Tuesday, February 19, 2013

It's All Relative

Ever since I had Nola, I've been ruminating on how different it is, parenting the third time around.  When you have your first child, it's a HUGE adjustment.  Your world is turned upside down by this tiny person, you're overwhelmed by how much you can love another human being, you don't sleep (either because the newbie won't let you or because you just can't stop staring at that sweet face), and you're worried that you'll somehow screw it up--which you will (at least a little), but life will go on...only you don't know that yet.

Then baby #2 comes along.  This usually happens when baby #1 is two or more years old, unless you're insane like us.  (Those people probably aren't reading this blog, though, because they're too busy changing diapers and/or crying.)  Again, there's an adjustment period.  You have to learn the balancing act of caring for two kids.  Any guilt you had about adding another child to your family dissipates as you watch your babies bond.  Life is good.

And then comes numero tres.  Let's just say that things are more lax with the third child.  

My first baby took a bath every. single. day.  My third baby never gets dirty.

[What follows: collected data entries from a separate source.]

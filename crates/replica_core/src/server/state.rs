//! Process state guarded by the server lock.
//!
//! Every mutation of the registry, interest index, sessions and scheduler
//! happens here, under one lock, so that interest notifications and teardown
//! actions run in the order they were produced.

use crate::allocator::ObjectIdAllocator;
use crate::config::{CoreConfig, SimulationConfig};
use crate::error::{AuthenticationRejected, RegistryError, ServerError};
use crate::gateway::LoginGateway;
use crate::interest::{InterestEvent, InterestManager};
use crate::movement::MovementAuthority;
use crate::registry::ObjectRegistry;
use crate::router::{MessageRouter, OutboundMessage, Recipient};
use crate::scheduler::TickScheduler;
use crate::session::{Established, OwnerChange, SessionController};
use crate::types::{
    fields, ChannelId, InterestId, Location, ObjectId, ObjectType, Watcher, ANONYMOUS_CONTACT_ID,
    AVATAR_ZONE, CLIENT_STATE_ESTABLISHED, EJECT_AVATAR_UNAVAILABLE,
};
use crate::view::{pose_args, Presenter, Role, Scope, TeardownAction, ViewKey};
use std::sync::Arc;
use tracing::{debug, error, info, warn};

#[derive(Debug)]
pub(crate) struct ProcessState {
    pub(crate) registry: ObjectRegistry,
    pub(crate) interests: InterestManager,
    pub(crate) sessions: SessionController,
    pub(crate) scheduler: TickScheduler<MovementAuthority>,
    pub(crate) gateway: LoginGateway,
    pub(crate) allocator: ObjectIdAllocator,
    pub(crate) simulation: Arc<SimulationConfig>,
}
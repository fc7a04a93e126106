//! # Replica Server
//!
//! Process host for [`replica_core`]: parses the command line, loads the TOML
//! configuration, installs logging and runs the object server's fixed-rate
//! simulation loop until a termination signal arrives.
//!
//! ## Quick Start
//!
//! ```bash
//! # Run with default configuration (creates config.toml if missing)
//! replica-server
//!
//! # Custom configuration and a faster simulation
//! replica-server --config arena.toml --tick-rate 60
//!
//! # JSON logging for production
//! replica-server --json-logs --log-level debug
//! ```
//!
//! ## Signal Handling
//!
//! SIGINT and SIGTERM start a graceful shutdown: the simulation loop stops,
//! every channel is disconnected and final statistics are logged. A second
//! signal exits immediately.

use tracing::error;

mod app;
mod cli;
mod config;
mod logging;
mod signals;

use app::Application;
use cli::CliArgs;
use config::AppConfig;

/// Entry point called from `main`.
///
/// Exits the process with status 1 if startup or the run fails.
pub async fn init() -> Result<(), Box<dyn std::error::Error>> {
    let args = CliArgs::parse();

    // Logging settings come from the file before CLI overrides are merged
    let config = AppConfig::load_from_file(&args.config_path).await.unwrap_or_default();
    let mut logging_settings = config.logging;
    if let Some(level) = &args.log_level {
        logging_settings.level = level.clone();
    }

    if let Err(e) = logging::setup_logging(&logging_settings, args.json_logs) {
        eprintln!("❌ Failed to setup logging: {e}");
        std::process::exit(1);
    }

    match Application::new(args).await {
        Ok(app) => {
            if let Err(e) = app.run().await {
                error!("❌ Application error: {:?}", e);
                std::process::exit(1);
            }
        }
        Err(e) => {
            error!("❌ Failed to start application: {e:?}");
            std::process::exit(1);
        }
    }

    Ok(())
}

pub use config::{LoggingSettings, ServerSettings};
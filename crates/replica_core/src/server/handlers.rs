//! Inbound operations.
//!
//! Client-originated requests (connect, login, movement intents, disconnect)
//! and router-originated notifications (remote objects entering or leaving a
//! watcher's view) all enter the process here.

use super::core::ObjectServer;
use crate::error::{ServerError, SessionError};
use crate::gateway::LoginDecision;
use crate::interest::InterestEvent;
use crate::movement::MotionPhase;
use crate::session::OwnerChange;
use crate::types::{
    ChannelId, ClientState, InterestId, Location, ObjectId, ObjectType, Watcher, ANONYMOUS_CONTACT_ID,
    EJECT_SESSION_OBJECT_DELETED, LOGIN_ZONE, ROOT_ID,
};
use crate::view::{Role, Scope};
use tracing::{debug, info, warn};

impl ObjectServer {
    /// Accepts a new anonymous client.
    ///
    /// The channel gets a plain observer view of the relay and an interest
    /// in the login zone, so the login manager is created on it before this
    /// returns.
    ///
    /// # Arguments
    ///
    /// * `channel` - Router-assigned channel of the new connection
    ///
    /// # Returns
    ///
    /// The handle of the login-zone interest, or
    /// `SessionError::ChannelExists` if the channel is already connected.
    pub async fn connect(&self, channel: ChannelId) -> Result<InterestId, ServerError> {
        let router = self.router.as_ref();
        let mut state = self.state.lock().await;
        state.sessions.connect(channel)?;

        if let Some(relay) = state.registry.lookup(ANONYMOUS_CONTACT_ID).map(|view| view.location()) {
            state.registry.create(
                ANONYMOUS_CONTACT_ID,
                ObjectType::AnonymousContact,
                relay,
                Role::PlainObserver,
                Scope::Channel(channel),
            )?;
        } else {
            debug!("No relay hosted yet, {} connects without one", channel);
        }

        Ok(state.add_client_interest(router, channel, Location::new(ROOT_ID, LOGIN_ZONE)))
    }

    /// Runs the login flow for an anonymous channel.
    ///
    /// The authenticator is awaited without holding the process lock. Any
    /// rejection ejects the channel and nothing is created for it. On
    /// promotion the channel is established, the world spawns an avatar, and
    /// the channel becomes its owner with an interest in the avatar zone.
    ///
    /// # Arguments
    ///
    /// * `channel` - An anonymous, connected channel
    /// * `username` / `password` - Credentials handed to the authenticator
    ///
    /// # Returns
    ///
    /// The new avatar's id. Errors:
    ///
    /// * `AuthenticationRejected` - bad credentials (eject 122) or the login
    ///   path is not ready (eject 999)
    /// * `AllocatorError` / `RegistryError` - no avatar could be created
    ///   (eject 154)
    /// * `SessionError` - unknown or already established channel (no eject)
    ///
    /// # Example
    ///
    /// ```rust,no_run
    /// # use replica_core::{ChannelId, ChannelRouter, ObjectServer};
    /// # use std::sync::Arc;
    /// # async fn demo() -> Result<(), Box<dyn std::error::Error>> {
    /// let (router, _upstream) = ChannelRouter::new();
    /// let server = ObjectServer::builder(Arc::new(router)).build()?;
    /// server.bootstrap().await?;
    ///
    /// server.connect(ChannelId(7)).await?;
    /// let avatar = server.login(ChannelId(7), "guest", "guest").await?;
    /// assert_eq!(server.owner_of(avatar).await, Some(ChannelId(7)));
    /// # Ok(())
    /// # }
    /// ```
    pub async fn login(&self, channel: ChannelId, username: &str, password: &str) -> Result<ObjectId, ServerError> {
        let router = self.router.as_ref();
        {
            let mut state = self.state.lock().await;
            match state.sessions.state(channel) {
                None => return Err(SessionError::UnknownChannel(channel).into()),
                Some(ClientState::Established) => {
                    warn!("⚠️ {} sent a second login", channel);
                    return Err(SessionError::AlreadyEstablished(channel).into());
                }
                Some(ClientState::Anonymous) => {}
            }
            if let Err(rejection) = state.login_readiness() {
                state.eject(router, channel, rejection.eject_code(), rejection.eject_message());
                return Err(rejection.into());
            }
        }

        info!("🔑 Login attempt from {} as '{}'", channel, username);
        let decision = self.authenticator.authenticate(username, password).await;

        let mut state = self.state.lock().await;
        if !state.sessions.is_connected(channel) {
            debug!("{} left while its login was checked", channel);
            return Err(SessionError::UnknownChannel(channel).into());
        }

        match decision {
            LoginDecision::Reject(rejection) => {
                state.eject(router, channel, rejection.eject_code(), rejection.eject_message());
                Err(rejection.into())
            }
            LoginDecision::Promote => {
                let world = match state.login_readiness() {
                    Ok(world) => world,
                    Err(rejection) => {
                        state.eject(router, channel, rejection.eject_code(), rejection.eject_message());
                        return Err(rejection.into());
                    }
                };
                state.establish(router, channel, world)
            }
        }
    }

    /// Forwards a movement intent from the channel's owned avatar.
    ///
    /// Channels without an owned session object get an error and nothing
    /// else. Out-of-range values eject the channel.
    ///
    /// # Arguments
    ///
    /// * `heading` - Turn intent in `[-1, 1]`
    /// * `speed` - Forward intent in `[-1, 1]`
    ///
    /// # Returns
    ///
    /// The avatar's motion phase after the intent, or `RulesViolation`
    /// (eject 152) when either value is out of range or not finite.
    pub async fn indicate_intent(&self, channel: ChannelId, heading: f64, speed: f64) -> Result<MotionPhase, ServerError> {
        let router = self.router.as_ref();
        let mut state = self.state.lock().await;

        let owner = match state.sessions.owner_handle(channel) {
            Ok(owner) => owner,
            Err(e) => {
                warn!("⚠️ Dropping intent from {}: {}", channel, e);
                return Err(e.into());
            }
        };

        let result = match state.scheduler.get_mut(owner.object_id()) {
            Some(avatar) => avatar.indicate_intent(&owner, heading, speed),
            None => return Err(SessionError::NoSessionObject(channel).into()),
        };

        match result {
            Ok(phase) => Ok(phase),
            Err(violation) => {
                state.eject(router, channel, violation.eject_code(), violation.eject_message());
                Err(violation.into())
            }
        }
    }

    /// Runs disconnect cleanup. Returns false for unknown channels.
    pub async fn disconnect(&self, channel: ChannelId) -> bool {
        let router = self.router.as_ref();
        self.state.lock().await.disconnect_channel(router, channel)
    }

    /// Gives `channel` exclusive ownership of an object held here.
    pub async fn set_owner(&self, object_id: ObjectId, channel: ChannelId) -> Result<OwnerChange, ServerError> {
        let router = self.router.as_ref();
        self.state.lock().await.grant_owner(router, object_id, channel)
    }

    /// Registers an extra interest for a client.
    pub async fn add_interest(&self, channel: ChannelId, location: Location) -> Result<InterestId, ServerError> {
        let router = self.router.as_ref();
        let mut state = self.state.lock().await;
        if !state.sessions.is_connected(channel) {
            return Err(SessionError::UnknownChannel(channel).into());
        }
        Ok(state.add_client_interest(router, channel, location))
    }

    /// Drops one client interest. Unknown handles are a no-op.
    pub async fn remove_interest(&self, channel: ChannelId, interest_id: InterestId) -> Option<Location> {
        let router = self.router.as_ref();
        let mut state = self.state.lock().await;
        let mut events = Vec::new();
        let location = state
            .interests
            .remove_interest(Watcher::Client(channel), interest_id, &mut events)
            .ok()?;
        state.dispatch(router, events);
        Some(location)
    }

    /// Destroys every view of an object held in this process. Deleting a
    /// client's session object ejects that client. Returns false if the
    /// object was already gone.
    pub async fn destroy_object(&self, object_id: ObjectId) -> bool {
        let router = self.router.as_ref();
        let mut state = self.state.lock().await;

        if state.registry.lookup(object_id).is_none() {
            return false;
        }
        if let Some(channel) = state.sessions.bound_channel(object_id) {
            state.eject(
                router,
                channel,
                EJECT_SESSION_OBJECT_DELETED,
                format!("Session object {object_id} was deleted"),
            );
            return true;
        }
        state.destroy_object(router, object_id)
    }

    /// Moves an object this process is authoritative for to a new location.
    ///
    /// Watchers whose interests stop matching get a departure, watchers whose
    /// interests start matching get the object created on them.
    ///
    /// # Returns
    ///
    /// `RegistryError::NotAuthoritative` if the object is not held here with
    /// authority. Moving to the current location is a no-op.
    pub async fn move_object(&self, object_id: ObjectId, location: Location) -> Result<(), ServerError> {
        let router = self.router.as_ref();
        self.state.lock().await.move_object(router, object_id, location)
    }

    /// Router notification: a remote object entered the view of a watcher
    /// hosted here.
    pub async fn interest_entered(
        &self,
        watcher: Watcher,
        object_id: ObjectId,
        object_type: ObjectType,
        location: Location,
    ) {
        let router = self.router.as_ref();
        let mut state = self.state.lock().await;
        debug!("📥 {} entered view of {} at {}", object_id, watcher, location);
        state.dispatch(
            router,
            vec![InterestEvent::Entered {
                watcher,
                object_id,
                object_type,
                location,
            }],
        );
    }

    /// Router notification: a remote object left the view of a watcher
    /// hosted here.
    pub async fn interest_departed(
        &self,
        watcher: Watcher,
        object_id: ObjectId,
        object_type: ObjectType,
        location: Location,
    ) {
        let router = self.router.as_ref();
        let mut state = self.state.lock().await;
        debug!("📤 {} left view of {}", object_id, watcher);
        state.dispatch(
            router,
            vec![InterestEvent::Departed {
                watcher,
                object_id,
                object_type,
                location,
            }],
        );
    }
}
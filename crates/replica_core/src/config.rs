//! Simulation, allocator and login configuration.
//!
//! These structures replace ambient module-level constants: every tunable the
//! movement authority, the id allocator and the stand-in authenticator use is
//! passed in explicitly at construction.

use crate::error::ServerError;
use crate::types::{Pose, ROOT_ID, WORLD_ID};
use serde::{Deserialize, Serialize};

fn default_tick_rate_hz() -> u32 {
    20
}
fn default_move_speed() -> f64 {
    3.0
}
fn default_rotation_speed() -> f64 {
    90.0
}
fn default_intent_divisor() -> f64 {
    10.0
}
fn default_arena_bound() -> f64 {
    10.0
}

/// Tunables for the avatar movement authority.
#[derive(Debug, Clone, PartialEq, Serialize, Deserialize)]
pub struct SimulationConfig {
    /// Fixed simulation rate; `Δt = 1 / tick_rate_hz`
    #[serde(default = "default_tick_rate_hz")]
    pub tick_rate_hz: u32,
    /// Arena units per second at full speed intent
    #[serde(default = "default_move_speed")]
    pub move_speed: f64,
    /// Degrees per second at full heading intent
    #[serde(default = "default_rotation_speed")]
    pub rotation_speed: f64,
    /// Intents are divided by this before integration
    #[serde(default = "default_intent_divisor")]
    pub intent_divisor: f64,
    /// x and y are clamped to `[-arena_bound, arena_bound]`
    #[serde(default = "default_arena_bound")]
    pub arena_bound: f64,
    /// Pose given to freshly spawned avatars
    #[serde(default)]
    pub spawn_pose: Pose,
}

impl SimulationConfig {
    /// Seconds per tick.
    pub fn tick_delta(&self) -> f64 {
        1.0 / self.tick_rate_hz as f64
    }

    pub fn validate(&self) -> Result<(), ServerError> {
        if self.tick_rate_hz == 0 {
            return Err(ServerError::Config("simulation.tick_rate_hz must be greater than 0".to_string()));
        }
        if !(self.move_speed.is_finite() && self.move_speed > 0.0) {
            return Err(ServerError::Config("simulation.move_speed must be positive".to_string()));
        }
        if !(self.rotation_speed.is_finite() && self.rotation_speed > 0.0) {
            return Err(ServerError::Config("simulation.rotation_speed must be positive".to_string()));
        }
        if !(self.intent_divisor.is_finite() && self.intent_divisor > 0.0) {
            return Err(ServerError::Config("simulation.intent_divisor must be positive".to_string()));
        }
        if !(self.arena_bound.is_finite() && self.arena_bound > 0.0) {
            return Err(ServerError::Config("simulation.arena_bound must be positive".to_string()));
        }
        if self.spawn_pose.x.abs() > self.arena_bound || self.spawn_pose.y.abs() > self.arena_bound {
            return Err(ServerError::Config("simulation.spawn_pose must lie inside the arena".to_string()));
        }
        Ok(())
    }
}

impl Default for SimulationConfig {
    fn default() -> Self {
        Self {
            tick_rate_hz: default_tick_rate_hz(),
            move_speed: default_move_speed(),
            rotation_speed: default_rotation_speed(),
            intent_divisor: default_intent_divisor(),
            arena_bound: default_arena_bound(),
            spawn_pose: Pose::default(),
        }
    }
}

/// Range of object ids handed out to dynamically spawned objects.
#[derive(Debug, Clone, PartialEq, Eq, Serialize, Deserialize)]
#[serde(default)]
pub struct AllocatorConfig {
    pub min_id: u64,
    pub max_id: u64,
}

impl AllocatorConfig {
    pub fn validate(&self) -> Result<(), ServerError> {
        if self.min_id > self.max_id {
            return Err(ServerError::Config("allocator.min_id must not exceed allocator.max_id".to_string()));
        }
        // Id 0 is the root's parent
        if self.min_id == 0 {
            return Err(ServerError::Config("allocator range must not contain id 0".to_string()));
        }
        if self.min_id <= WORLD_ID.0 && self.max_id >= ROOT_ID.0 {
            return Err(ServerError::Config(format!(
                "allocator range {}..={} overlaps the well-known ids {}..={}",
                self.min_id, self.max_id, ROOT_ID, WORLD_ID
            )));
        }
        Ok(())
    }
}

impl Default for AllocatorConfig {
    fn default() -> Self {
        Self {
            min_id: 100_000,
            max_id: 999_999,
        }
    }
}

/// One account known to the stand-in authenticator.
#[derive(Debug, Clone, PartialEq, Eq, Serialize, Deserialize)]
pub struct Account {
    pub username: String,
    pub password: String,
}

/// Account table for the stand-in authenticator.
#[derive(Debug, Clone, PartialEq, Eq, Serialize, Deserialize)]
pub struct LoginConfig {
    #[serde(default)]
    pub accounts: Vec<Account>,
}

impl Default for LoginConfig {
    fn default() -> Self {
        Self {
            accounts: vec![Account {
                username: "guest".to_string(),
                password: "guest".to_string(),
            }],
        }
    }
}

/// Everything the object server needs at construction.
#[derive(Debug, Clone, Default, PartialEq, Serialize, Deserialize)]
pub struct CoreConfig {
    #[serde(default)]
    pub simulation: SimulationConfig,
    #[serde(default)]
    pub allocator: AllocatorConfig,
}

impl CoreConfig {
    pub fn validate(&self) -> Result<(), ServerError> {
        self.simulation.validate()?;
        self.allocator.validate()
    }
}

#[cfg(test)]
mod tests {
    use super::*;

    #[test]
    fn test_simulation_defaults() {
        let config = SimulationConfig::default();
        assert_eq!(config.tick_rate_hz, 20);
        assert_eq!(config.move_speed, 3.0);
        assert_eq!(config.rotation_speed, 90.0);
        assert_eq!(config.intent_divisor, 10.0);
        assert_eq!(config.arena_bound, 10.0);
        assert!((config.tick_delta() - 0.05).abs() < 1e-12);
        assert!(config.validate().is_ok());
    }

    #[test]
    fn test_simulation_validation() {
        let mut config = SimulationConfig::default();
        config.tick_rate_hz = 0;
        assert!(config.validate().is_err());

        let mut config = SimulationConfig::default();
        config.move_speed = -1.0;
        assert!(config.validate().is_err());

        let mut config = SimulationConfig::default();
        config.spawn_pose = Pose::new(11.0, 0.0, 0.0, 0.0);
        assert!(config.validate().is_err());
    }

    #[test]
    fn test_allocator_validation() {
        assert!(AllocatorConfig::default().validate().is_ok());
        let config = AllocatorConfig { min_id: 10, max_id: 5 };
        assert!(config.validate().is_err());
    }

    #[test]
    fn test_allocator_range_avoids_well_known_ids() {
        for (min_id, max_id) in [(0, 50), (10_003, 20_000), (9_000, 10_000), (1, 1_000_000), (10_001, 10_002)] {
            let config = AllocatorConfig { min_id, max_id };
            assert!(config.validate().is_err(), "{min_id}..={max_id} should be rejected");
        }
        assert!(AllocatorConfig { min_id: 1, max_id: 9_999 }.validate().is_ok());
        assert!(AllocatorConfig { min_id: 10_004, max_id: 20_000 }.validate().is_ok());
    }

    #[test]
    fn test_core_config_validates_sections() {
        assert!(CoreConfig::default().validate().is_ok());
        let config = CoreConfig {
            allocator: AllocatorConfig { min_id: 2, max_id: 1 },
            ..CoreConfig::default()
        };
        assert!(matches!(config.validate(), Err(ServerError::Config(_))));
    }

    #[test]
    fn test_default_login_has_guest() {
        let config = LoginConfig::default();
        assert_eq!(config.accounts.len(), 1);
        assert_eq!(config.accounts[0].username, "guest");
    }

    #[test]
    fn test_partial_deserialization_uses_defaults() {
        let config: SimulationConfig = serde_json::from_str(r#"{"tick_rate_hz": 60}"#).unwrap();
        assert_eq!(config.tick_rate_hz, 60);
        assert_eq!(config.arena_bound, 10.0);
    }
}
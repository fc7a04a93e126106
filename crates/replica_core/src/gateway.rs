//! # Authentication Gateway
//!
//! Anonymous clients reach the login flow through the AnonymousContact relay.
//! The relay learns about the LoginManager through its interest in the login
//! zone, and the LoginManager learns about the World through its interest in
//! the world zone. Until both are known, logins are refused with the
//! "server not ready" eject.
//!
//! Credential checking sits behind the [`Authenticator`] seam. The stock
//! [`StaticAuthenticator`] accepts the accounts listed in [`LoginConfig`].

use crate::config::LoginConfig;
use crate::error::AuthenticationRejected;
use crate::types::{ObjectId, ObjectType};
use async_trait::async_trait;
use std::collections::HashMap;
use tracing::{debug, info, warn};

/// Outcome of a credential check.
#[derive(Debug, Clone, PartialEq, Eq)]
pub enum LoginDecision {
    Promote,
    Reject(AuthenticationRejected),
}

/// Pluggable credential check. Called without holding the process lock.
#[async_trait]
pub trait Authenticator: Send + Sync + std::fmt::Debug {
    async fn authenticate(&self, username: &str, password: &str) -> LoginDecision;
}

/// Accepts a fixed table of accounts.
#[derive(Debug, Clone)]
pub struct StaticAuthenticator {
    accounts: HashMap<String, String>,
}

impl StaticAuthenticator {
    pub fn new(config: &LoginConfig) -> Self {
        let accounts = config
            .accounts
            .iter()
            .map(|account| (account.username.clone(), account.password.clone()))
            .collect();
        Self { accounts }
    }

    pub fn account_count(&self) -> usize {
        self.accounts.len()
    }
}

impl Default for StaticAuthenticator {
    fn default() -> Self {
        Self::new(&LoginConfig::default())
    }
}

#[async_trait]
impl Authenticator for StaticAuthenticator {
    async fn authenticate(&self, username: &str, password: &str) -> LoginDecision {
        match self.accounts.get(username) {
            Some(expected) if expected == password => {
                debug!("🔑 Credentials accepted for '{}'", username);
                LoginDecision::Promote
            }
            _ => {
                warn!("🔒 Credentials rejected for '{}'", username);
                LoginDecision::Reject(AuthenticationRejected::BadCredentials)
            }
        }
    }
}

/// What the login path has learned through its process interests.
#[derive(Debug, Default, Clone, Copy, PartialEq, Eq)]
pub struct LoginGateway {
    login_manager: Option<ObjectId>,
    world: Option<ObjectId>,
}

impl LoginGateway {
    pub fn new() -> Self {
        Self::default()
    }

    /// Records an object that entered the view of a server-side watcher.
    /// Returns true if the gateway learned something.
    pub fn object_entered(&mut self, watcher: ObjectId, object_id: ObjectId, object_type: ObjectType) -> bool {
        match object_type {
            ObjectType::LoginManager => {
                info!("📡 Relay {} learned login manager {}", watcher, object_id);
                self.login_manager = Some(object_id);
                true
            }
            ObjectType::DistributedWorld => {
                info!("🌍 Login manager {} learned world {}", watcher, object_id);
                self.world = Some(object_id);
                true
            }
            _ => false,
        }
    }

    /// Forgets an object that left the view of a server-side watcher.
    pub fn object_departed(&mut self, object_id: ObjectId) {
        if self.login_manager == Some(object_id) {
            warn!("📡 Login manager {} went away", object_id);
            self.login_manager = None;
        }
        if self.world == Some(object_id) {
            warn!("🌍 World {} went away", object_id);
            self.world = None;
        }
    }

    /// The world avatars are spawned into, once logins can be served.
    pub fn readiness(&self) -> Result<ObjectId, AuthenticationRejected> {
        match (self.login_manager, self.world) {
            (Some(_), Some(world)) => Ok(world),
            _ => Err(AuthenticationRejected::ServerNotReady),
        }
    }

    pub fn login_manager(&self) -> Option<ObjectId> {
        self.login_manager
    }

    pub fn world(&self) -> Option<ObjectId> {
        self.world
    }
}

#[cfg(test)]
mod tests {
    use super::*;
    use crate::config::Account;
    use crate::types::{ANONYMOUS_CONTACT_ID, LOGIN_MANAGER_ID, WORLD_ID};

    #[tokio::test]
    async fn test_static_authenticator_default_guest() {
        let authenticator = StaticAuthenticator::default();
        assert_eq!(authenticator.authenticate("guest", "guest").await, LoginDecision::Promote);
        assert_eq!(
            authenticator.authenticate("guest", "nope").await,
            LoginDecision::Reject(AuthenticationRejected::BadCredentials)
        );
        assert_eq!(
            authenticator.authenticate("nobody", "guest").await,
            LoginDecision::Reject(AuthenticationRejected::BadCredentials)
        );
    }

    #[tokio::test]
    async fn test_static_authenticator_custom_accounts() {
        let config = LoginConfig {
            accounts: vec![Account {
                username: "ada".to_string(),
                password: "engine".to_string(),
            }],
        };
        let authenticator = StaticAuthenticator::new(&config);
        assert_eq!(authenticator.account_count(), 1);
        assert_eq!(authenticator.authenticate("ada", "engine").await, LoginDecision::Promote);
        assert!(matches!(authenticator.authenticate("guest", "guest").await, LoginDecision::Reject(_)));
    }

    #[test]
    fn test_readiness_requires_both_services() {
        let mut gateway = LoginGateway::new();
        assert_eq!(gateway.readiness(), Err(AuthenticationRejected::ServerNotReady));

        assert!(gateway.object_entered(ANONYMOUS_CONTACT_ID, LOGIN_MANAGER_ID, ObjectType::LoginManager));
        assert_eq!(gateway.readiness(), Err(AuthenticationRejected::ServerNotReady));

        assert!(gateway.object_entered(LOGIN_MANAGER_ID, WORLD_ID, ObjectType::DistributedWorld));
        assert_eq!(gateway.readiness(), Ok(WORLD_ID));

        gateway.object_departed(WORLD_ID);
        assert_eq!(gateway.readiness(), Err(AuthenticationRejected::ServerNotReady));
        assert_eq!(gateway.login_manager(), Some(LOGIN_MANAGER_ID));
    }

    #[test]
    fn test_unrelated_objects_are_ignored() {
        let mut gateway = LoginGateway::new();
        assert!(!gateway.object_entered(LOGIN_MANAGER_ID, ObjectId(100_000), ObjectType::DistributedAvatar));
        gateway.object_departed(ObjectId(100_000));
        assert_eq!(gateway, LoginGateway::new());
    }
}
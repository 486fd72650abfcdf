pub mod reconciler;
pub mod resolver;
pub mod synchronizer;

use crate::services::stripe::StripeGatewayError;

#[derive(Debug, thiserror::Error)]
pub enum BillingError {
    #[error("database error: {0}")]
    Db(#[from] sqlx::Error),
    #[error(transparent)]
    Stripe(#[from] StripeGatewayError),
}
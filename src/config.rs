use std::env;

pub struct StripeSettings {
    pub secret_key: String,
    pub webhook_secret: String,
}

pub struct Config {
    pub database_url: String,
    pub frontend_origin: String,
    pub stripe: StripeSettings,
    /// Explicit price-id allow-lists consulted before the amount heuristic.
    pub pro_price_ids: Vec<String>,
    pub business_price_ids: Vec<String>,
}

fn parse_price_ids(raw: &str) -> Vec<String> {
    raw.split(',')
        .map(|s| s.trim().to_string())
        .filter(|s| !s.is_empty())
        .collect()
}

impl Config {
    pub fn from_env() -> Self {
        dotenv::dotenv().ok(); // Load .env file

        let database_url = env::var("DATABASE_URL").expect("DATABASE_URL must be set");

        let frontend_origin = env::var("FRONTEND_ORIGIN").expect("FRONTEND_ORIGIN must be set");

        let stripe = StripeSettings {
            secret_key: env::var("STRIPE_SECRET_KEY").expect("STRIPE_SECRET_KEY must be set"),
            webhook_secret: env::var("STRIPE_WEBHOOK_SECRET")
                .expect("STRIPE_WEBHOOK_SECRET must be set"),
        };

        let pro_price_ids = env::var("PRO_PRICE_IDS")
            .map(|v| parse_price_ids(&v))
            .unwrap_or_default();
        let business_price_ids = env::var("BUSINESS_PRICE_IDS")
            .map(|v| parse_price_ids(&v))
            .unwrap_or_default();

        Config {
            database_url,
            frontend_origin,
            stripe,
            pro_price_ids,
            business_price_ids,
        }
    }
}

#[cfg(test)]
mod tests {
    use super::*;

    #[test]
    fn parse_price_ids_splits_and_trims() {
        let ids = parse_price_ids("price_a, price_b ,,price_c");
        assert_eq!(ids, vec!["price_a", "price_b", "price_c"]);
        assert!(parse_price_ids("").is_empty());
    }
}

She bathes...occasionally. 

My first baby wore really, really cute outfits.  My third baby wears pajamas 99% of the time.  If it's one piece and doesn't require socks, it's a winner.  Convenience>cute.

My first baby took regular naps.  My third baby has not had a single uninterrupted nap since her birth.  Someone is always kissing or poking her.                                                                     

My first baby began her solid food experience with rice cereal.  My third baby was forced to sample a piece of her sister's toenail. True story.                                                                                             

My first baby was an overachiever.  Okay, not really. She was just my only babe, so we spent a lot of time working on rolling over, sitting, crawling, learning sign language, memorizing the periodic table, etc.  My third baby has mastered the art of...nursing?  Being worn?                                                                                              

My first baby was never sat on or loved too aggressively.  My third baby is often mistaken for a pillow or plaything by her siblings.

My first baby was constantly being blinded from the flash of my camera.  My third baby will someday wonder if she was adopted when she realizes there is little documentation of her early years. 

And so on, and so forth.  I'd imagine by the time you get to baby #4, any ideas you had about being a mom prior to having children have totally gone out the window.  There's a learning curve to this parenting thing.  As soon as you think you've got it figured out, something changes and you have to readjust.  It's a challenge, but it's also part of the beauty of motherhood.  There are no rules.  Nothing is set in stone.  We're all just doing the best we can with what we know, regardless of whether we're parenting our first child or our sixth child.  It's all relative.

Have any good "first vs. subsequent child" stories? Feel free to share in the comments section. I'd love to hear them!

4 comments:

  1. This post terrifies me a lot less. :-)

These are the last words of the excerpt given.